Stored data:
----------
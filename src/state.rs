use std::io::Write;

use crate::alloc::Allocations;
use crate::clock::{Now, now};
use crate::config::ReportConfig;
use crate::demangle::display_name;
use crate::error::{Error, Result};
use crate::reduce::Collective;
use crate::report;
use crate::space::{NSPACES, Space};
use crate::tree::{CallTree, FrameKind, NodeId};

/// Process-wide profiling state: the call tree, the currently-open frame,
/// and the per-space allocation trackers.
///
/// The embedding callback layer owns exactly one `State` per process,
/// created in its `init` hook and consumed by [`State::finalize`] in its
/// `finalize` hook. Mutation is not synchronized internally; a
/// multi-threaded host must either serialize access or drive one `State`
/// per thread.
pub struct State {
    tree: CallTree,
    open: NodeId,
    current: [Allocations; NSPACES],
    high_water: [Allocations; NSPACES],
}

impl State {
    pub fn new() -> State {
        let mut tree = CallTree::new();
        tree.begin(NodeId::ROOT, now());
        State {
            tree,
            open: NodeId::ROOT,
            current: std::array::from_fn(|_| Allocations::default()),
            high_water: std::array::from_fn(|_| Allocations::default()),
        }
    }

    /// Open a kernel frame under the current one. The returned id is the
    /// handle the host must present back to [`State::end_kernel`].
    pub fn begin_kernel(&mut self, name: &str, kind: FrameKind) -> NodeId {
        let display = display_name(name);
        self.begin_frame(&display, kind)
    }

    /// Close the open kernel frame. `handle` must be the id `begin_kernel`
    /// returned for it; anything else means the host's begin/end pairing
    /// broke and the tree can no longer be trusted.
    pub fn end_kernel(&mut self, handle: NodeId) -> Result<()> {
        let at = now();
        if handle != self.open {
            return Err(Error::FrameMismatch {
                expected: self.tree.full_name(self.open),
                actual: self.tree.full_name(handle),
            });
        }
        self.end_frame(at)
    }

    /// Open a named region. Regions carry no handle; the host pairs
    /// push/pop positionally.
    pub fn push_region(&mut self, name: &str) {
        self.begin_frame(name, FrameKind::Region);
    }

    pub fn pop_region(&mut self) -> Result<()> {
        self.end_frame(now())
    }

    /// Open a copy frame for a deep copy between memory spaces. The frame
    /// name embeds both endpoints and the transfer size, so distinct
    /// transfers aggregate separately.
    pub fn begin_deep_copy(
        &mut self,
        dst_space: Space,
        dst_name: &str,
        src_space: Space,
        src_name: &str,
        size: u64,
    ) {
        let frame_name =
            format!("\"{dst_name}\"({dst_space})=\"{src_name}\"({src_space}) [{size} bytes]");
        self.begin_frame(&frame_name, FrameKind::Copy);
    }

    pub fn end_deep_copy(&mut self) -> Result<()> {
        self.end_frame(now())
    }

    fn begin_frame(&mut self, name: &str, kind: FrameKind) -> NodeId {
        self.open = self.tree.get_child(self.open, name, kind);
        self.tree.begin(self.open, now());
        self.open
    }

    fn end_frame(&mut self, at: Now) -> Result<()> {
        let Some(parent) = self.tree.node(self.open).parent else {
            return Err(Error::StackUnderflow);
        };
        self.tree.end(self.open, at);
        self.open = parent;
        Ok(())
    }

    /// Record an allocation against the open frame and refresh the space's
    /// high-water snapshot if this pushed the live total past it.
    pub fn allocate(&mut self, space: Space, name: &str, ptr: u64, size: u64) -> Result<()> {
        let index = space.index();
        self.current[index].allocate(name, ptr, size, self.open)?;
        if self.current[index].total_size() > self.high_water[index].total_size() {
            self.high_water[index] = self.current[index].clone();
        }
        Ok(())
    }

    pub fn deallocate(&mut self, space: Space, name: &str, ptr: u64, size: u64) {
        let path = self.tree.full_name(self.open);
        self.current[space.index()].deallocate(name, ptr, size, &path);
    }

    /// The currently-open frame.
    pub fn open_frame(&self) -> NodeId {
        self.open
    }

    pub fn tree(&self) -> &CallTree {
        &self.tree
    }

    pub fn live_allocations(&self, space: Space) -> &Allocations {
        &self.current[space.index()]
    }

    pub fn high_water(&self, space: Space) -> &Allocations {
        &self.high_water[space.index()]
    }

    /// Close out the run and write the report to `out`.
    ///
    /// Fails if any frame other than the root is still open: the host broke
    /// its nesting contract and neither view can be trusted. On success the
    /// call tree is adopted, reduced across `comm`, inverted for the
    /// bottom-up view, and printed (or emitted as the JSON document when
    /// the configuration selects it).
    pub fn finalize<W: Write>(
        mut self,
        comm: &dyn Collective,
        config: &ReportConfig,
        out: &mut W,
    ) -> Result<()> {
        let at = now();
        if self.open != NodeId::ROOT {
            return Err(Error::UnterminatedFrame(self.tree.full_name(self.open)));
        }
        self.tree.end(NodeId::ROOT, at);
        self.tree.adopt();
        self.tree.reduce(comm);

        if config.json {
            return report::print_json(&self.tree, comm, config, out);
        }

        let mut inverted = self.tree.invert();
        inverted.reduce(comm);
        report::print_text(&self.tree, &inverted, &self.high_water, comm, config, out)
    }
}

impl Default for State {
    fn default() -> Self {
        State::new()
    }
}
use std::io::Write;

use comfy_table::{Cell, CellAlignment, Table, presets};
use nix::sys::resource::{UsageWho, getrusage};

use crate::alloc::Allocations;
use crate::config::ReportConfig;
use crate::error::Result;
use crate::reduce::Collective;
use crate::space::{NSPACES, Space};
use crate::tree::{CallTree, FrameKind, NodeId};

const TOP_DOWN_LEGEND: &str = "<average time> <percent of total time> \
<percent time in Kokkos> <percent MPI imbalance> <remainder> \
<kernels per second> <number of calls> <name> [type]";

const BOTTOM_UP_LEGEND: &str = "<average time> <percent of total time> \
<percent time in Kokkos> <percent MPI imbalance> <number of calls> <name> [type]";

/// Write the full human-readable report. Every rank participates in the
/// collective operations; only rank 0 writes.
pub fn print_text<W: Write>(
    tree: &CallTree,
    inverted: &CallTree,
    high_water: &[Allocations; NSPACES],
    comm: &dyn Collective,
    config: &ReportConfig,
    out: &mut W,
) -> Result<()> {
    let root = comm.rank() == 0;
    if root {
        writeln!(out)?;
        writeln!(out, "BEGIN KOKKOS PROFILING REPORT:")?;
        writeln!(
            out,
            "TOTAL TIME: {} seconds",
            tree.node(NodeId::ROOT).max_runtime
        )?;
        writeln!(out, "TOP-DOWN TIME TREE:")?;
        writeln!(out, "{TOP_DOWN_LEGEND}")?;
        writeln!(out, "=================== ")?;
        print_tree(tree, config.threshold, out)?;
        writeln!(out, "BOTTOM-UP TIME TREE:")?;
        writeln!(out, "{BOTTOM_UP_LEGEND}")?;
        writeln!(out, "=================== ")?;
        print_tree(inverted, config.threshold, out)?;
    }
    for space in Space::ALL {
        if root {
            writeln!(out, "KOKKOS {} SPACE:", space.name())?;
            writeln!(out, "=================== ")?;
        }
        print_space_high_water(&high_water[space.index()], tree, comm, out)?;
    }
    print_process_high_water(comm, out)?;
    if root {
        writeln!(out, "END KOKKOS PROFILING REPORT.")?;
    }
    Ok(())
}

fn print_tree<W: Write>(tree: &CallTree, threshold: f64, out: &mut W) -> Result<()> {
    let tree_time = tree.node(NodeId::ROOT).total_runtime;
    print_node(tree, NodeId::ROOT, "", "", tree_time, threshold, out)?;
    writeln!(out)?;
    Ok(())
}

fn print_node<W: Write>(
    tree: &CallTree,
    id: NodeId,
    my_indent: &str,
    child_indent: &str,
    tree_time: f64,
    threshold: f64,
    out: &mut W,
) -> Result<()> {
    let node = tree.node(id);
    let percent = node.total_runtime / tree_time * 100.0;
    if percent < threshold {
        return Ok(());
    }
    if !node.name.is_empty() {
        let avg = node.avg_runtime;
        let imbalance = (node.max_runtime / node.avg_runtime - 1.0) * 100.0;
        let percent_kernel = node.total_kernel_runtime / node.total_runtime * 100.0;
        let calls = node.calls;
        let name = &node.name;
        let tag = node.kind.tag();
        if node.kind == FrameKind::Region {
            // Time under a region that no child accounts for.
            let child_runtime = tree.child_runtime_sum(id);
            let remainder = (1.0 - child_runtime / node.total_runtime) * 100.0;
            let kps = node.kernel_calls as f64 / node.avg_runtime;
            writeln!(
                out,
                "{my_indent}{avg:.2e} sec {percent:.1}% {percent_kernel:.1}% \
                 {imbalance:.1}% {remainder:.1}% {kps:.2e} {calls} {name} [{tag}]"
            )?;
        } else {
            writeln!(
                out,
                "{my_indent}{avg:.2e} sec {percent:.1}% {percent_kernel:.1}% \
                 {imbalance:.1}% ------ {calls} {name} [{tag}]"
            )?;
        }
    }
    let ordered = tree.children_by_time(id);
    let last = ordered.len().saturating_sub(1);
    for (i, &child) in ordered.iter().enumerate() {
        let grandchild_indent = if i == last {
            format!("{child_indent}    ")
        } else {
            format!("{child_indent}|   ")
        };
        print_node(
            tree,
            child,
            &format!("{child_indent}|-> "),
            &grandchild_indent,
            tree_time,
            threshold,
            out,
        )?;
    }
    Ok(())
}

/// One space's high-water section. The rank holding the largest per-space
/// total owns the snapshot worth printing; ties go to the lowest rank, and
/// the rendered text is routed to rank 0.
fn print_space_high_water<W: Write>(
    allocs: &Allocations,
    tree: &CallTree,
    comm: &dyn Collective,
    out: &mut W,
) -> Result<()> {
    let local_total = allocs.total_size();
    let max_total = comm.max_u64(local_total);
    let winner = comm.min_u32(if local_total == max_total {
        comm.rank()
    } else {
        comm.size()
    });
    let payload = if comm.rank() == winner {
        Some(render_high_water(allocs, tree, comm.size() > 1, winner))
    } else {
        None
    };
    if let Some(text) = comm.to_root(winner, payload) {
        write!(out, "{text}")?;
    }
    Ok(())
}

fn render_high_water(allocs: &Allocations, tree: &CallTree, distributed: bool, rank: u32) -> String {
    let total = allocs.total_size();
    let mut text = format!("MAX MEMORY ALLOCATED: {:.1} kB\n", total as f64 / 1024.0);
    if distributed {
        text.push_str(&format!("RANK WITH MAX MEMORY: {rank}\n"));
    }
    text.push_str("ALLOCATIONS AT TIME OF HIGH WATER MARK:\n");
    let mut table = Table::new();
    table.load_preset(presets::NOTHING);
    let mut rows = 0;
    for entry in allocs.sorted_by_size() {
        if total == 0 {
            break;
        }
        let percent = entry.size as f64 / total as f64 * 100.0;
        if percent < 0.1 {
            continue;
        }
        let frame_path = tree.full_name(entry.frame);
        let path = if frame_path.is_empty() {
            entry.name.clone()
        } else {
            format!("{}/{}", frame_path, entry.name)
        };
        table.add_row(vec![
            Cell::new(format!("{percent:.1}%")).set_alignment(CellAlignment::Right),
            Cell::new(format_bytes(entry.size)).set_alignment(CellAlignment::Right),
            Cell::new(path),
        ]);
        rows += 1;
    }
    if rows > 0 {
        text.push_str(&table.to_string());
        text.push('\n');
    }
    text.push('\n');
    text
}

fn format_bytes(bytes: u64) -> String {
    const UNITS: [&str; 4] = ["B", "kB", "MB", "GB"];
    let mut value = bytes as f64;
    let mut unit = 0;
    while value >= 1024.0 && unit + 1 < UNITS.len() {
        value /= 1024.0;
        unit += 1;
    }
    if unit == 0 {
        format!("{bytes} B")
    } else {
        format!("{value:.1} {}", UNITS[unit])
    }
}

/// The OS-reported resident high water mark for this process, with
/// max/min/average across ranks when more than one participates.
fn print_process_high_water<W: Write>(comm: &dyn Collective, out: &mut W) -> Result<()> {
    let usage = getrusage(UsageWho::RUSAGE_SELF)
        .map_err(|errno| std::io::Error::from_raw_os_error(errno as i32))?;
    let local = usage.max_rss() as f64;
    let max = comm.max_f64(local);
    let min = comm.min_f64(local);
    let avg = comm.sum_f64(local) / f64::from(comm.size());
    if comm.rank() == 0 {
        writeln!(
            out,
            "Host process high water mark memory consumption: {max:.0} kB"
        )?;
        if comm.size() > 1 {
            writeln!(out, "  Max: {max:.0}, Min: {min:.0}, Ave: {avg:.0} kB")?;
        }
        writeln!(out)?;
    }
    Ok(())
}

/// Streaming JSON frame writer: whether a sibling has already been emitted
/// is carried here, threaded through the recursion, so commas land between
/// objects and never after the last one.
struct JsonWriter<'a, W: Write> {
    out: &'a mut W,
    first: bool,
}

impl<W: Write> JsonWriter<'_, W> {
    fn frame(&mut self, tree: &CallTree, id: NodeId, tree_time: f64) -> std::io::Result<()> {
        let node = tree.node(id);
        if !self.first {
            writeln!(self.out, ",")?;
        }
        self.first = false;
        let percent = node.total_runtime / tree_time * 100.0;
        let percent_kernel = node.total_kernel_runtime / node.total_runtime * 100.0;
        let imbalance = (node.max_runtime / node.avg_runtime - 1.0) * 100.0;
        writeln!(self.out, "{{")?;
        writeln!(self.out, "\"average-time\" : {:.2e},", node.avg_runtime)?;
        writeln!(self.out, "\"percent\" : {percent:.1},")?;
        writeln!(self.out, "\"percent-kokkos\" : {percent_kernel:.1},")?;
        writeln!(self.out, "\"imbalance\" : {imbalance:.1},")?;
        if node.kind == FrameKind::Region {
            let child_runtime = tree.child_runtime_sum(id);
            let remainder = (1.0 - child_runtime / node.total_runtime) * 100.0;
            let kps = node.kernel_calls as f64 / node.avg_runtime;
            writeln!(self.out, "\"remainder\" : {remainder:.1},")?;
            writeln!(self.out, "\"kernels-per-second\" : {kps:.2e},")?;
        } else {
            writeln!(self.out, "\"remainder\" : \"N/A\",")?;
            writeln!(self.out, "\"kernels-per-second\" : \"N/A\",")?;
        }
        writeln!(self.out, "\"number-of-calls\" : {},", node.calls)?;
        let escaped = node.name.replace('"', "\\\"");
        writeln!(self.out, "\"name\" : \"{escaped}\",")?;
        let parent_id = node.parent.map_or(0, NodeId::index);
        writeln!(self.out, "\"parent-id\" : {parent_id},")?;
        writeln!(self.out, "\"id\" : {},", id.index())?;
        write!(self.out, "\"kernel-type\" : \"{}\"", node.kind.tag())?;
        writeln!(self.out)?;
        write!(self.out, "}}")?;
        Ok(())
    }
}

/// Write the JSON document for the top-down tree. Rank 0 only; the other
/// ranks have an identical tree after reduction and nothing to add.
pub fn print_json<W: Write>(
    tree: &CallTree,
    comm: &dyn Collective,
    config: &ReportConfig,
    out: &mut W,
) -> Result<()> {
    if comm.rank() != 0 {
        return Ok(());
    }
    writeln!(out, "{{")?;
    writeln!(out, "\"space-time-stack-data\" : [")?;
    let tree_time = tree.node(NodeId::ROOT).total_runtime;
    let mut writer = JsonWriter {
        out: &mut *out,
        first: true,
    };
    json_node(tree, NodeId::ROOT, tree_time, config.threshold, &mut writer)?;
    writeln!(out)?;
    writeln!(out, "]")?;
    writeln!(out, "}}")?;
    Ok(())
}

fn json_node<W: Write>(
    tree: &CallTree,
    id: NodeId,
    tree_time: f64,
    threshold: f64,
    writer: &mut JsonWriter<'_, W>,
) -> Result<()> {
    let node = tree.node(id);
    let percent = node.total_runtime / tree_time * 100.0;
    if percent < threshold {
        return Ok(());
    }
    if !node.name.is_empty() {
        writer.frame(tree, id, tree_time)?;
    }
    for child in tree.children_by_time(id) {
        json_node(tree, child, tree_time, threshold, writer)?;
    }
    Ok(())
}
----------
* **Exercise objective**
Verbatim output is expected for the lines from the start of the data to the line in which "The embedding callback" appears, both included.

* **Answer to the problem**
filename src/state.rs
use std::io::Write;

use crate::alloc::Allocations;
use crate::clock::{Now, now};
use crate::config::ReportConfig;
use crate::demangle::display_name;
use crate::error::{Error, Result};
use crate::reduce::Collective;
use crate::report;
use crate::space::{NSPACES, Space};
use crate::tree::{CallTree, FrameKind, NodeId};

/// Process-wide profiling state: the call tree, the currently-open frame,
/// and the per-space allocation trackers.
///
/// The embedding callback layer owns exactly one `State` per process,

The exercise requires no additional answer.